=== Data for processing ===

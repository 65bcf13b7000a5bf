//! Configuration loading from TOML.
//!
//! Reads `config.toml` and deserializes into strongly-typed structs.
//! Everything has a sensible default so a bare file (or none of the
//! optional keys) still yields a runnable pipeline.

use anyhow::{Context, Result};
use serde::Deserialize;
use std::fs;
use std::time::Duration;

/// Top-level application configuration.
#[derive(Debug, Deserialize, Clone)]
pub struct AppConfig {
    #[serde(default)]
    pub pipeline: PipelineSettings,
    #[serde(default)]
    pub store: StoreSettings,
    #[serde(default)]
    pub io: IoSettings,
}

#[derive(Debug, Deserialize, Clone)]
pub struct PipelineSettings {
    /// Worker pool size for batch runs.
    #[serde(default = "default_workers")]
    pub workers: usize,
    /// Per-title processing budget in milliseconds.
    #[serde(default = "default_title_budget_ms")]
    pub title_budget_ms: u64,
}

#[derive(Debug, Deserialize, Clone)]
pub struct StoreSettings {
    /// SQLite URL of the pattern document store.
    #[serde(default = "default_database_url")]
    pub database_url: String,
    /// Seed an empty store on first run.
    #[serde(default = "default_true")]
    pub seed_if_empty: bool,
    /// Optional JSON seed file; the built-in seed is used when absent.
    #[serde(default)]
    pub seed_file: Option<String>,
}

#[derive(Debug, Deserialize, Clone)]
pub struct IoSettings {
    /// Input file with one title per line.
    #[serde(default = "default_input")]
    pub input: String,
    /// Output JSONL file, one `PipelineResult` per line.
    #[serde(default = "default_output")]
    pub output: String,
}

fn default_workers() -> usize {
    4
}

fn default_title_budget_ms() -> u64 {
    250
}

fn default_database_url() -> String {
    "sqlite://patterns.db".to_string()
}

fn default_true() -> bool {
    true
}

fn default_input() -> String {
    "titles.txt".to_string()
}

fn default_output() -> String {
    "results.jsonl".to_string()
}

impl Default for PipelineSettings {
    fn default() -> Self {
        PipelineSettings {
            workers: default_workers(),
            title_budget_ms: default_title_budget_ms(),
        }
    }
}

impl Default for StoreSettings {
    fn default() -> Self {
        StoreSettings {
            database_url: default_database_url(),
            seed_if_empty: true,
            seed_file: None,
        }
    }
}

impl Default for IoSettings {
    fn default() -> Self {
        IoSettings {
            input: default_input(),
            output: default_output(),
        }
    }
}

impl AppConfig {
    /// Load configuration from a TOML file.
    pub fn load(path: &str) -> Result<Self> {
        let contents = fs::read_to_string(path)
            .with_context(|| format!("Failed to read config file: {path}"))?;
        let config: AppConfig = toml::from_str(&contents)
            .with_context(|| format!("Failed to parse config file: {path}"))?;
        Ok(config)
    }

    /// The per-title budget as a `Duration`.
    pub fn title_budget(&self) -> Duration {
        Duration::from_millis(self.pipeline.title_budget_ms)
    }
}
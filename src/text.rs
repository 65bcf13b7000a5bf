//! Shared text helpers for the pipeline stages.
//!
//! Small pure functions over title strings: separator classification,
//! whitespace collapsing, orphan-token stripping, and word-boundary-safe
//! literal regex construction. Stages never mutate shared buffers; every
//! helper returns a fresh string.

// ---------------------------------------------------------------------------
// Separator classes
// ---------------------------------------------------------------------------

/// Punctuation characters that act as separators between title fragments.
pub const SEPARATOR_CHARS: &[char] = &[',', '&', '+', '-', '–', '—', '|', ';', ':'];

/// Word-form separators (always matched case-insensitively, whole word).
pub const SEPARATOR_WORDS: &[&str] = &["and", "plus", "or"];

/// Prepositions stripped when orphaned at either end of a title.
pub const ORPHAN_PREPOSITIONS: &[&str] = &["in", "for", "by", "of", "at", "to", "with", "from"];

/// Whether a character belongs to the separator class.
pub fn is_separator_char(c: char) -> bool {
    SEPARATOR_CHARS.contains(&c)
}

/// Whether a token is a word-form separator (`and`, `plus`, `or`).
pub fn is_separator_word(token: &str) -> bool {
    SEPARATOR_WORDS.iter().any(|w| token.eq_ignore_ascii_case(w))
}

/// Whether a token is entirely separator characters (`&`, `,`, `-`, ...).
pub fn is_separator_token(token: &str) -> bool {
    !token.is_empty() && token.chars().all(is_separator_char)
}

/// Whether a gap between two matched spans carries no content: only
/// whitespace, separator characters, and word-form separators.
pub fn is_separator_only(gap: &str) -> bool {
    gap.split_whitespace()
        .all(|tok| is_separator_token(tok) || is_separator_word(tok))
}

/// Content tokens inside a gap: whitespace-split tokens that are not
/// separators, with separator characters trimmed from their edges.
pub fn content_tokens(gap: &str) -> Vec<String> {
    gap.split_whitespace()
        .filter_map(|tok| {
            let trimmed = tok.trim_matches(is_separator_char);
            if trimmed.is_empty() || is_separator_word(trimmed) {
                None
            } else {
                Some(trimmed.to_string())
            }
        })
        .collect()
}

// ---------------------------------------------------------------------------
// Whitespace and casing
// ---------------------------------------------------------------------------

/// Collapse runs of whitespace to single spaces and trim the ends.
pub fn collapse_whitespace(s: &str) -> String {
    s.split_whitespace().collect::<Vec<_>>().join(" ")
}

/// Title-case a single word: first alphabetic character uppercased, the
/// rest lowercased. Non-alphabetic tokens (`&`, `4.0`) pass through.
pub fn title_case(word: &str) -> String {
    let mut chars = word.chars();
    match chars.next() {
        Some(first) if first.is_alphabetic() => {
            first.to_uppercase().collect::<String>() + &chars.as_str().to_lowercase()
        }
        _ => word.to_string(),
    }
}

/// Reduce doubled separator characters (`&&`, `++`) to a single one.
pub fn squeeze_double_separators(s: &str) -> String {
    let mut out = String::with_capacity(s.len());
    let mut prev: Option<char> = None;
    for c in s.chars() {
        if (c == '&' || c == '+') && prev == Some(c) {
            continue;
        }
        out.push(c);
        prev = Some(c);
    }
    out
}

// ---------------------------------------------------------------------------
// Residual cleanup
// ---------------------------------------------------------------------------

/// Residual cleanup applied after extraction passes.
///
/// Strips orphan prepositions (when `strip_prepositions`) and isolated
/// separators at both ends, removes isolated single-character tokens
/// (except `&` and `+`), and collapses whitespace. Returns the cleaned
/// string together with the number of artifacts removed.
pub fn residual_cleanup(s: &str, strip_prepositions: bool) -> (String, usize) {
    let mut artifacts = 0usize;
    let mut text = collapse_whitespace(s);

    // Each removal can expose another orphan (attached punctuation behind a
    // popped word, a conjunction whose partner token was dropped), so the
    // passes repeat until the string stops changing.
    loop {
        let before = text.clone();

        // Edge characters, so attached punctuation ("Pathology,") is seen.
        let trimmed = text
            .trim_matches(|c: char| c.is_whitespace() || is_separator_char(c))
            .to_string();
        if trimmed.len() != text.len() {
            artifacts += 1;
            text = trimmed;
        }

        // Orphan words at either end.
        let mut tokens: std::collections::VecDeque<String> =
            text.split_whitespace().map(String::from).collect();
        loop {
            let mut popped = false;
            for end in [true, false] {
                let candidate = if end { tokens.back() } else { tokens.front() };
                let Some(tok) = candidate else { continue };
                let orphan = is_separator_token(tok)
                    || is_separator_word(tok)
                    || (strip_prepositions
                        && ORPHAN_PREPOSITIONS.iter().any(|p| tok.eq_ignore_ascii_case(p)));
                if orphan {
                    if end {
                        tokens.pop_back();
                    } else {
                        tokens.pop_front();
                    }
                    artifacts += 1;
                    popped = true;
                }
            }
            if !popped {
                break;
            }
        }

        // Isolated single-character tokens except `&` and `+`.
        let kept: Vec<String> = tokens
            .into_iter()
            .filter(|tok| {
                let single = tok.chars().count() == 1;
                if single && tok != "&" && tok != "+" {
                    artifacts += 1;
                    false
                } else {
                    true
                }
            })
            .collect();

        text = kept.join(" ");
        if text == before {
            break;
        }
    }

    (text, artifacts)
}

// ---------------------------------------------------------------------------
// Delimiter balancing
// ---------------------------------------------------------------------------

/// If `open` and `close` counts disagree, strip every occurrence of both
/// so the string stays balanced. Matched pairs are left alone.
pub fn strip_if_unbalanced(s: &str, open: char, close: char) -> String {
    let opens = s.chars().filter(|&c| c == open).count();
    let closes = s.chars().filter(|&c| c == close).count();
    if opens == closes {
        s.to_string()
    } else {
        s.chars().filter(|&c| c != open && c != close).collect()
    }
}

/// Remove empty delimiter pairs (`()`, `[ ]`) left behind by extraction.
pub fn drop_empty_pairs(s: &str) -> String {
    let mut out = s.to_string();
    loop {
        let next = out
            .replace("()", " ")
            .replace("[]", " ")
            .replace("( )", " ")
            .replace("[ ]", " ");
        if next == out {
            return out;
        }
        out = next;
    }
}

// ---------------------------------------------------------------------------
// Literal regex construction
// ---------------------------------------------------------------------------

/// Escape a literal surface form for case-insensitive matching, with `\b`
/// anchors only where the literal's edge is a word character. Internal
/// whitespace matches flexibly (`\s+`).
///
/// Dotted forms like `U.S.` take a leading `\b` but no trailing one, since
/// `\b` after a final `.` would require a following word character.
pub fn bounded_literal(surface: &str) -> String {
    let escaped = surface
        .split_whitespace()
        .map(regex::escape)
        .collect::<Vec<_>>()
        .join(r"\s+");

    let starts_word = surface.chars().next().is_some_and(|c| c.is_alphanumeric() || c == '_');
    let ends_word = surface.chars().last().is_some_and(|c| c.is_alphanumeric() || c == '_');

    format!(
        "{}{}{}",
        if starts_word { r"\b" } else { "" },
        escaped,
        if ends_word { r"\b" } else { "" },
    )
}

/// Build a case-insensitive alternation over literal surfaces, longest
/// surface first so compound forms win over their components.
pub fn literal_alternation(surfaces: &[&str]) -> String {
    let mut sorted: Vec<&str> = surfaces.iter().copied().filter(|s| !s.is_empty()).collect();
    sorted.sort_by(|a, b| b.len().cmp(&a.len()).then(a.cmp(b)));
    let alts = sorted
        .iter()
        .map(|s| bounded_literal(s))
        .collect::<Vec<_>>()
        .join("|");
    format!("(?i)(?:{alts})")
}

// ---------------------------------------------------------------------------
// Tests
// ---------------------------------------------------------------------------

===

§ Problem to solve: Could you set down, exactly as written, the lines above between the one holding "Duration::from_millis(self.pipeline.title_budget_ms)" and the one holding "pub const SEPARATOR_WORDS: &[&str]", inclusive, and nothing more?

§ Answer section:
        Duration::from_millis(self.pipeline.title_budget_ms)
    }
}
filename src/text.rs
repository 65bcf13b7000a5bf
//! Shared text helpers for the pipeline stages.
//!
//! Small pure functions over title strings: separator classification,
//! whitespace collapsing, orphan-token stripping, and word-boundary-safe
//! literal regex construction. Stages never mutate shared buffers; every
//! helper returns a fresh string.

// ---------------------------------------------------------------------------
// Separator classes
// ---------------------------------------------------------------------------

/// Punctuation characters that act as separators between title fragments.
pub const SEPARATOR_CHARS: &[char] = &[',', '&', '+', '-', '–', '—', '|', ';', ':'];

/// Word-form separators (always matched case-insensitively, whole word).
pub const SEPARATOR_WORDS: &[&str] = &["and", "plus", "or"];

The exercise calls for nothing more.